═══ Records to process ═══
//! Validation helpers for customer and employee contact details.
//!
//! Request DTOs derive [`validator::Validate`] for the declarative checks
//! (email format, lengths); the rules that do not fit an attribute live here.

use validator::Validate;

use crate::error::CoreError;

/// Minimum number of digits in a phone number.
pub const MIN_PHONE_DIGITS: usize = 7;

/// Maximum number of digits in a phone number (E.164 allows 15).
pub const MAX_PHONE_DIGITS: usize = 15;

/// Minimum length of an employee password.
pub const MIN_PASSWORD_LENGTH: usize = 8;

/// Run the derived validator on `input`, flattening all field errors into a
/// single [`CoreError::Validation`] message.
pub fn validate_input<T: Validate>(input: &T) -> Result<(), CoreError> {
    input.validate().map_err(|errors| {
        let mut fields: Vec<String> = errors
            .field_errors()
            .into_iter()
            .map(|(field, errs)| {
                let reasons: Vec<String> = errs
                    .iter()
                    .map(|e| {
                        e.message
                            .as_ref()
                            .map(|m| m.to_string())
                            .unwrap_or_else(|| e.code.to_string())
                    })
                    .collect();
                format!("{field}: {}", reasons.join(", "))
            })
            .collect();
        fields.sort();
        CoreError::Validation(fields.join("; "))
    })
}

/// Validate a phone number.
///
/// Accepts digits plus the usual separators (`+`, `-`, `.`, spaces and
/// parentheses). The digit count must fall within
/// [`MIN_PHONE_DIGITS`]..=[`MAX_PHONE_DIGITS`].
pub fn validate_phone(phone: &str) -> Result<(), CoreError> {
    let allowed = |c: char| c.is_ascii_digit() || matches!(c, '+' | '-' | '.' | ' ' | '(' | ')');
    if !phone.chars().all(allowed) {
        return Err(CoreError::Validation(format!(
            "Invalid phone number '{phone}'. Only digits, spaces and + - . ( ) are allowed"
        )));
    }

    let digits = phone.chars().filter(char::is_ascii_digit).count();
    if !(MIN_PHONE_DIGITS..=MAX_PHONE_DIGITS).contains(&digits) {
        return Err(CoreError::Validation(format!(
            "Invalid phone number '{phone}'. Expected {MIN_PHONE_DIGITS}-{MAX_PHONE_DIGITS} digits"
        )));
    }

    Ok(())
}

/// Reject blank required text fields.
pub fn require_non_blank(field: &str, value: &str) -> Result<(), CoreError> {
    if value.trim().is_empty() {
        return Err(CoreError::Validation(format!("{field} is required")));
    }
    Ok(())
}

/// Validate that a password meets the minimum length.
pub fn validate_password_strength(password: &str) -> Result<(), CoreError> {
    if password.chars().count() < MIN_PASSWORD_LENGTH {
        return Err(CoreError::Validation(format!(
            "Password must be at least {MIN_PASSWORD_LENGTH} characters long"
        )));
    }
    Ok(())
}

/// Turn a free-text customer search into an `ILIKE` pattern.
///
/// The query is trimmed and must not be empty. `%`, `_` and `\` are escaped
/// so they match literally, then the whole term is wrapped in `%...%`.
pub fn search_pattern(query: &str) -> Result<String, CoreError> {
    let trimmed = query.trim();
    if trimmed.is_empty() {
        return Err(CoreError::Validation(
            "Search query cannot be empty".to_string(),
        ));
    }

    let mut pattern = String::with_capacity(trimmed.len() + 2);
    pattern.push('%');
    for c in trimmed.chars() {
        if matches!(c, '%' | '_' | '\\') {
            pattern.push('\\');
        }
        pattern.push(c);
    }
    pattern.push('%');
    Ok(pattern)
}
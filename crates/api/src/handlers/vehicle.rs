//! Handlers for the `/vehicles` resource.

use autoshop_core::contact::validate_input;
use autoshop_core::error::CoreError;
use autoshop_core::types::DbId;
use autoshop_db::models::vehicle::{CreateVehicle, UpdateVehicle, Vehicle};
use autoshop_db::repositories::VehicleRepo;
use axum::extract::{Path, Query, State};
use axum::http::StatusCode;
use axum::Json;

use crate::error::{AppError, AppResult};
use crate::middleware::auth::AuthUser;
use crate::query::VehicleFilter;
use crate::state::AppState;

/// POST /api/v1/vehicles
///
/// An unknown `customer_id` surfaces as a foreign key violation (400).
pub async fn create(
    State(state): State<AppState>,
    _auth: AuthUser,
    Json(input): Json<CreateVehicle>,
) -> AppResult<(StatusCode, Json<Vehicle>)> {
    validate_input(&input)?;
    let vehicle = VehicleRepo::create(&state.pool, &input).await?;
    Ok((StatusCode::CREATED, Json(vehicle)))
}

/// GET /api/v1/vehicles[?customer_id=]
pub async fn list(
    State(state): State<AppState>,
    _auth: AuthUser,
    Query(filter): Query<VehicleFilter>,
) -> AppResult<Json<Vec<Vehicle>>> {
    let vehicles = match filter.customer_id {
        Some(customer_id) => VehicleRepo::list_by_customer(&state.pool, customer_id).await?,
        None => VehicleRepo::list(&state.pool).await?,
    };
    Ok(Json(vehicles))
}

/// GET /api/v1/vehicles/{id}
pub async fn get_by_id(
    State(state): State<AppState>,
    _auth: AuthUser,
    Path(id): Path<DbId>,
) -> AppResult<Json<Vehicle>> {
    let vehicle = VehicleRepo::find_by_id(&state.pool, id)
        .await?
        .ok_or(AppError::Core(CoreError::NotFound {
            entity: "Vehicle",
            id,
        }))?;
    Ok(Json(vehicle))
}

/// PUT /api/v1/vehicles/{id}
pub async fn update(
    State(state): State<AppState>,
    _auth: AuthUser,
    Path(id): Path<DbId>,
    Json(input): Json<UpdateVehicle>,
) -> AppResult<Json<Vehicle>> {
    validate_input(&input)?;
    let vehicle = VehicleRepo::update(&state.pool, id, &input)
        .await?
        .ok_or(AppError::Core(CoreError::NotFound {
            entity: "Vehicle",
            id,
        }))?;
    Ok(Json(vehicle))
}
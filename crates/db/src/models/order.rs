//! Order, order info and line item models.
//!
//! SMALLINT status columns are decoded straight into the core enums via
//! `#[sqlx(try_from = "i16")]`, so an out-of-range value surfaces as a
//! decode error instead of leaking into handlers.

use autoshop_core::order::{Completion, OrderStatus, ServiceLine};
use autoshop_core::types::{DbId, Timestamp};
use serde::{Deserialize, Serialize};
use sqlx::FromRow;
use validator::Validate;

/// An order row from the `orders` table.
#[derive(Debug, Clone, FromRow, Serialize)]
pub struct Order {
    pub id: DbId,
    pub employee_id: DbId,
    pub customer_id: DbId,
    pub vehicle_id: DbId,
    pub order_description: String,
    pub estimated_completion_date: Option<Timestamp>,
    #[sqlx(try_from = "i16")]
    pub active_order: OrderStatus,
    pub created_at: Timestamp,
    pub updated_at: Timestamp,
}

/// The `order_info` row belonging to an order.
#[derive(Debug, Clone, FromRow, Serialize)]
pub struct OrderInfo {
    pub order_id: DbId,
    pub order_total_price: i64,
    pub estimated_completion_date: Option<Timestamp>,
    pub notes_for_internal_use: String,
    pub notes_for_customer: String,
    pub additional_request: Option<String>,
    #[sqlx(try_from = "i16")]
    pub additional_requests_completed: Completion,
    pub updated_at: Timestamp,
}

/// A line item joined with its catalog name.
#[derive(Debug, Clone, FromRow, Serialize)]
pub struct OrderServiceItem {
    #[serde(skip)]
    pub order_id: DbId,
    pub service_id: DbId,
    pub service_name: String,
    #[sqlx(try_from = "i16")]
    pub service_completed: Completion,
}

/// An order with its info row and line items.
#[derive(Debug, Clone, Serialize)]
pub struct OrderDetail {
    #[serde(flatten)]
    pub order: Order,
    pub order_info: OrderInfo,
    pub services: Vec<OrderServiceItem>,
}

/// One row of the order listing: the order joined with vehicle, customer,
/// employee and info columns.
#[derive(Debug, Clone, FromRow, Serialize)]
pub struct OrderSummary {
    pub order_id: DbId,
    pub order_date: Timestamp,
    #[sqlx(try_from = "i16")]
    pub active_order: OrderStatus,
    pub vehicle_year: i32,
    pub vehicle_make: String,
    pub vehicle_model: String,
    pub vehicle_color: Option<String>,
    pub vehicle_mileage: i64,
    pub vehicle_serial: Option<String>,
    pub vehicle_tag: Option<String>,
    pub customer_name: String,
    pub customer_email: String,
    pub customer_phone_number: String,
    pub employee_name: String,
    pub order_total_price: i64,
    pub estimated_completion_date: Option<Timestamp>,
    pub additional_request: Option<String>,
    #[sqlx(try_from = "i16")]
    pub additional_requests_completed: Completion,
}

/// An [`OrderSummary`] with its line items attached.
#[derive(Debug, Clone, Serialize)]
pub struct OrderListItem {
    #[serde(flatten)]
    pub summary: OrderSummary,
    pub services: Vec<OrderServiceItem>,
}

/// DTO for creating an order together with its info row and line items.
#[derive(Debug, Clone, Deserialize, Validate)]
pub struct CreateOrder {
    pub employee_id: DbId,
    pub customer_id: DbId,
    pub vehicle_id: DbId,
    pub order_description: Option<String>,
    pub estimated_completion_date: Option<Timestamp>,
    /// Defaults to 0 if omitted.
    #[validate(range(min = 0))]
    pub order_total_price: Option<i64>,
    pub notes_for_internal_use: Option<String>,
    pub notes_for_customer: Option<String>,
    pub additional_request: Option<String>,
    /// Defaults to done (1) if omitted.
    pub additional_requests_completed: Option<Completion>,
    #[serde(default, alias = "order_services")]
    pub services: Vec<ServiceLine>,
}
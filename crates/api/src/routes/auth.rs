//! Route definitions for the `/auth` resource.

use axum::routing::post;
use axum::Router;

use crate::handlers::auth;
use crate::state::AppState;

/// Routes mounted at `/auth`.
///
/// ```text
/// POST /login    -> login
/// ```
pub fn router() -> Router<AppState> {
    Router::new().route("/login", post(auth::login))
}
//! Auto-shop API server library.
//!
//! Exposes config, state, error handling, auth and routes so integration
//! tests and the binary entrypoint share the same building blocks.

pub mod auth;
pub mod config;
pub mod error;
pub mod handlers;
pub mod middleware;
pub mod query;
pub mod router;
pub mod routes;
pub mod state;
═══
Instructions for the task
Restate, word for word and without additions, every line from the top of the listing above through the line that contains "pub const MAX_PHONE_DIGITS: usize = 15;".

Answer box
//! Validation helpers for customer and employee contact details.
//!
//! Request DTOs derive [`validator::Validate`] for the declarative checks
//! (email format, lengths); the rules that do not fit an attribute live here.

use validator::Validate;

use crate::error::CoreError;

/// Minimum number of digits in a phone number.
pub const MIN_PHONE_DIGITS: usize = 7;

/// Maximum number of digits in a phone number (E.164 allows 15).
pub const MAX_PHONE_DIGITS: usize = 15;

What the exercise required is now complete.